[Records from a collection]
————————

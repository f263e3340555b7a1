//! Recording operation options

use chrono::NaiveDateTime;

use crate::rest::options::{Options, PageOptions, ReadOptions};
use crate::rest::request::Params;
use crate::rest::serialize::push_date_range;

/// Fetch one recording
#[derive(Debug, Clone, Default, PartialEq, Eq)]
pub struct FetchRecordingOptions {
    /// Account owning the recording; the client's account when unset
    pub path_account_sid: Option<String>,
    pub path_sid: String,
}

impl FetchRecordingOptions {
    pub fn new(path_sid: impl Into<String>) -> Self {
        Self {
            path_account_sid: None,
            path_sid: path_sid.into(),
        }
    }

    pub fn with_account_sid(mut self, account_sid: impl Into<String>) -> Self {
        self.path_account_sid = Some(account_sid.into());
        self
    }
}

impl Options for FetchRecordingOptions {
    fn params(&self) -> Params {
        Params::new()
    }
}

/// Delete one recording
#[derive(Debug, Clone, Default, PartialEq, Eq)]
pub struct DeleteRecordingOptions {
    pub path_account_sid: Option<String>,
    pub path_sid: String,
}

impl DeleteRecordingOptions {
    pub fn new(path_sid: impl Into<String>) -> Self {
        Self {
            path_account_sid: None,
            path_sid: path_sid.into(),
        }
    }

    pub fn with_account_sid(mut self, account_sid: impl Into<String>) -> Self {
        self.path_account_sid = Some(account_sid.into());
        self
    }
}

impl Options for DeleteRecordingOptions {
    fn params(&self) -> Params {
        Params::new()
    }
}

/// List recordings
///
/// `date_created` is an exact-match filter; when it is set the
/// `date_created_before`/`date_created_after` bounds are not sent.
#[derive(Debug, Clone, Default, PartialEq, Eq)]
pub struct ReadRecordingOptions {
    pub path_account_sid: Option<String>,
    pub date_created_before: Option<NaiveDateTime>,
    pub date_created: Option<NaiveDateTime>,
    pub date_created_after: Option<NaiveDateTime>,
    pub call_sid: Option<String>,
    pub page_size: Option<u32>,
    pub limit: Option<u64>,
}

impl ReadRecordingOptions {
    pub fn new() -> Self {
        Self::default()
    }

    pub fn with_account_sid(mut self, account_sid: impl Into<String>) -> Self {
        self.path_account_sid = Some(account_sid.into());
        self
    }

    pub fn with_date_created(mut self, value: NaiveDateTime) -> Self {
        self.date_created = Some(value);
        self
    }

    pub fn with_date_created_before(mut self, value: NaiveDateTime) -> Self {
        self.date_created_before = Some(value);
        self
    }

    pub fn with_date_created_after(mut self, value: NaiveDateTime) -> Self {
        self.date_created_after = Some(value);
        self
    }

    pub fn with_call_sid(mut self, call_sid: impl Into<String>) -> Self {
        self.call_sid = Some(call_sid.into());
        self
    }

    pub fn with_page_size(mut self, page_size: u32) -> Self {
        self.page_size = Some(page_size);
        self
    }

    pub fn with_limit(mut self, limit: u64) -> Self {
        self.limit = Some(limit);
        self
    }
}

impl Options for ReadRecordingOptions {
    fn params(&self) -> Params {
        let mut params = Params::new();
        push_date_range(
            &mut params,
            "DateCreated",
            self.date_created.as_ref(),
            self.date_created_before.as_ref(),
            self.date_created_after.as_ref(),
        );
        params.push_opt("CallSid", self.call_sid.as_deref());
        self.page_options().push_params(&mut params);
        params
    }
}

impl ReadOptions for ReadRecordingOptions {
    fn page_options(&self) -> PageOptions {
        PageOptions::new(self.page_size, self.limit)
    }
}

#[cfg(test)]
mod tests {
    use super::*;
    use crate::rest::serialize::parse_date_time;

    fn date(s: &str) -> NaiveDateTime {
        parse_date_time(s).unwrap()
    }

    #[test]
    fn test_read_params_order() {
        let options = ReadRecordingOptions::new()
            .with_date_created_before(date("2024-02-01"))
            .with_date_created_after(date("2024-01-01T08:30:00"))
            .with_call_sid("CA123")
            .with_page_size(50);

        let params = options.params();
        let pairs: Vec<(&str, &str)> = params.iter().collect();
        assert_eq!(
            pairs,
            vec![
                ("DateCreated<", "2024-02-01T00:00:00"),
                ("DateCreated>", "2024-01-01T08:30:00"),
                ("CallSid", "CA123"),
                ("PageSize", "50"),
            ]
        );
    }

    #[test]
    fn test_exact_date_suppresses_range() {
        let options = ReadRecordingOptions::new()
            .with_date_created(date("2024-01-15"))
            .with_date_created_before(date("2024-02-01"))
            .with_date_created_after(date("2024-01-01"));

        let params = options.params();
        assert_eq!(params.get("DateCreated"), Some("2024-01-15T00:00:00"));
        assert!(!params.contains_key("DateCreated<"));
        assert!(!params.contains_key("DateCreated>"));
        assert_eq!(params.len(), 1);
    }

    #[test]
    fn test_empty_read_options_have_no_params() {
        assert!(ReadRecordingOptions::new().params().is_empty());
    }

    #[test]
    fn test_limit_is_not_a_param() {
        let options = ReadRecordingOptions::new().with_limit(10);
        assert!(options.params().is_empty());
        assert_eq!(options.page_options().limit, Some(10));
    }

    #[test]
    fn test_fetch_and_delete_have_no_params() {
        assert!(FetchRecordingOptions::new("RE1").params().is_empty());
        let delete = DeleteRecordingOptions::new("RE1").with_account_sid("AC9");
        assert!(delete.params().is_empty());
        assert_eq!(delete.path_account_sid.as_deref(), Some("AC9"));
    }
}
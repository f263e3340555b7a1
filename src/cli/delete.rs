//! Delete command resource definitions and arguments

use clap::{Parser, Subcommand};

/// Resource types for the 'delete' command
#[derive(Subcommand, Debug)]
pub enum DeleteResource {
    /// Delete a call recording
    #[command(visible_alias = "rec")]
    Recording(DeleteRecordingArgs),

    /// Delete a public key credential
    #[command(visible_alias = "publickey", visible_alias = "pk")]
    PublicKey(DeletePublicKeyArgs),
}

/// Arguments for 'delete recording' subcommand
#[derive(Parser, Debug)]
pub struct DeleteRecordingArgs {
    /// Recording SID (RExxx)
    pub sid: String,

    /// Account owning the recording (defaults to the authenticated account)
    #[arg(long = "account")]
    pub account: Option<String>,

    /// Skip confirmation prompt
    #[arg(short = 'y', long, default_value_t = false)]
    pub yes: bool,
}

/// Arguments for 'delete public-key' subcommand
#[derive(Parser, Debug)]
pub struct DeletePublicKeyArgs {
    /// Credential SID (CRxxx)
    pub sid: String,

    /// Skip confirmation prompt
    #[arg(short = 'y', long, default_value_t = false)]
    pub yes: bool,
}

————————

__INSTRUCTIONS FOR THE TASK__
A word-for-word transcription of the data above is required.

__OUTPUT OF THE TASK__
repository f263e3340555b7a1
//! Recording operation options

use chrono::NaiveDateTime;

use crate::rest::options::{Options, PageOptions, ReadOptions};
use crate::rest::request::Params;
use crate::rest::serialize::push_date_range;

/// Fetch one recording
#[derive(Debug, Clone, Default, PartialEq, Eq)]
pub struct FetchRecordingOptions {
    /// Account owning the recording; the client's account when unset
    pub path_account_sid: Option<String>,
    pub path_sid: String,
}

impl FetchRecordingOptions {
    pub fn new(path_sid: impl Into<String>) -> Self {
        Self {
            path_account_sid: None,
            path_sid: path_sid.into(),
        }
    }

    pub fn with_account_sid(mut self, account_sid: impl Into<String>) -> Self {
        self.path_account_sid = Some(account_sid.into());
        self
    }
}

impl Options for FetchRecordingOptions {
    fn params(&self) -> Params {
        Params::new()
    }
}

/// Delete one recording
#[derive(Debug, Clone, Default, PartialEq, Eq)]
pub struct DeleteRecordingOptions {
    pub path_account_sid: Option<String>,
    pub path_sid: String,
}

impl DeleteRecordingOptions {
    pub fn new(path_sid: impl Into<String>) -> Self {
        Self {
            path_account_sid: None,
            path_sid: path_sid.into(),
        }
    }

    pub fn with_account_sid(mut self, account_sid: impl Into<String>) -> Self {
        self.path_account_sid = Some(account_sid.into());
        self
    }
}

impl Options for DeleteRecordingOptions {
    fn params(&self) -> Params {
        Params::new()
    }
}

/// List recordings
///
/// `date_created` is an exact-match filter; when it is set the
/// `date_created_before`/`date_created_after` bounds are not sent.
#[derive(Debug, Clone, Default, PartialEq, Eq)]
pub struct ReadRecordingOptions {
    pub path_account_sid: Option<String>,
    pub date_created_before: Option<NaiveDateTime>,
    pub date_created: Option<NaiveDateTime>,
    pub date_created_after: Option<NaiveDateTime>,
    pub call_sid: Option<String>,
    pub page_size: Option<u32>,
    pub limit: Option<u64>,
}

impl ReadRecordingOptions {
    pub fn new() -> Self {
        Self::default()
    }

    pub fn with_account_sid(mut self, account_sid: impl Into<String>) -> Self {
        self.path_account_sid = Some(account_sid.into());
        self
    }

    pub fn with_date_created(mut self, value: NaiveDateTime) -> Self {
        self.date_created = Some(value);
        self
    }

    pub fn with_date_created_before(mut self, value: NaiveDateTime) -> Self {
        self.date_created_before = Some(value);
        self
    }

    pub fn with_date_created_after(mut self, value: NaiveDateTime) -> Self {
        self.date_created_after = Some(value);
        self
    }

    pub fn with_call_sid(mut self, call_sid: impl Into<String>) -> Self {
        self.call_sid = Some(call_sid.into());
        self
    }

    pub fn with_page_size(mut self, page_size: u32) -> Self {
        self.page_size = Some(page_size);
        self
    }

    pub fn with_limit(mut self, limit: u64) -> Self {
        self.limit = Some(limit);
        self
    }
}

impl Options for ReadRecordingOptions {
    fn params(&self) -> Params {
        let mut params = Params::new();
        push_date_range(
            &mut params,
            "DateCreated",
            self.date_created.as_ref(),
            self.date_created_before.as_ref(),
            self.date_created_after.as_ref(),
        );
        params.push_opt("CallSid", self.call_sid.as_deref());
        self.page_options().push_params(&mut params);
        params
    }
}

impl ReadOptions for ReadRecordingOptions {
    fn page_options(&self) -> PageOptions {
        PageOptions::new(self.page_size, self.limit)
    }
}

#[cfg(test)]
mod tests {
    use super::*;
    use crate::rest::serialize::parse_date_time;

    fn date(s: &str) -> NaiveDateTime {
        parse_date_time(s).unwrap()
    }

    #[test]
    fn test_read_params_order() {
        let options = ReadRecordingOptions::new()
            .with_date_created_before(date("2024-02-01"))
            .with_date_created_after(date("2024-01-01T08:30:00"))
            .with_call_sid("CA123")
            .with_page_size(50);

        let params = options.params();
        let pairs: Vec<(&str, &str)> = params.iter().collect();
        assert_eq!(
            pairs,
            vec![
                ("DateCreated<", "2024-02-01T00:00:00"),
                ("DateCreated>", "2024-01-01T08:30:00"),
                ("CallSid", "CA123"),
                ("PageSize", "50"),
            ]
        );
    }

    #[test]
    fn test_exact_date_suppresses_range() {
        let options = ReadRecordingOptions::new()
            .with_date_created(date("2024-01-15"))
            .with_date_created_before(date("2024-02-01"))
            .with_date_created_after(date("2024-01-01"));

        let params = options.params();
        assert_eq!(params.get("DateCreated"), Some("2024-01-15T00:00:00"));
        assert!(!params.contains_key("DateCreated<"));
        assert!(!params.contains_key("DateCreated>"));
        assert_eq!(params.len(), 1);
    }

    #[test]
    fn test_empty_read_options_have_no_params() {
        assert!(ReadRecordingOptions::new().params().is_empty());
    }

    #[test]
    fn test_limit_is_not_a_param() {
        let options = ReadRecordingOptions::new().with_limit(10);
        assert!(options.params().is_empty());
        assert_eq!(options.page_options().limit, Some(10));
    }

    #[test]
    fn test_fetch_and_delete_have_no_params() {
        assert!(FetchRecordingOptions::new("RE1").params().is_empty());
        let delete = DeleteRecordingOptions::new("RE1").with_account_sid("AC9");
        assert!(delete.params().is_empty());
        assert_eq!(delete.path_account_sid.as_deref(), Some("AC9"));
    }
}
repository f263e3340555b7a1
filename src/cli/delete.rs
//! Delete command resource definitions and arguments

use clap::{Parser, Subcommand};

/// Resource types for the 'delete' command
#[derive(Subcommand, Debug)]
pub enum DeleteResource {
    /// Delete a call recording
    #[command(visible_alias = "rec")]
    Recording(DeleteRecordingArgs),

    /// Delete a public key credential
    #[command(visible_alias = "publickey", visible_alias = "pk")]
    PublicKey(DeletePublicKeyArgs),
}

/// Arguments for 'delete recording' subcommand
#[derive(Parser, Debug)]
pub struct DeleteRecordingArgs {
    /// Recording SID (RExxx)
    pub sid: String,

    /// Account owning the recording (defaults to the authenticated account)
    #[arg(long = "account")]
    pub account: Option<String>,

    /// Skip confirmation prompt
    #[arg(short = 'y', long, default_value_t = false)]
    pub yes: bool,
}

/// Arguments for 'delete public-key' subcommand
#[derive(Parser, Debug)]
pub struct DeletePublicKeyArgs {
    /// Credential SID (CRxxx)
    pub sid: String,

    /// Skip confirmation prompt
    #[arg(short = 'y', long, default_value_t = false)]
    pub yes: bool,
}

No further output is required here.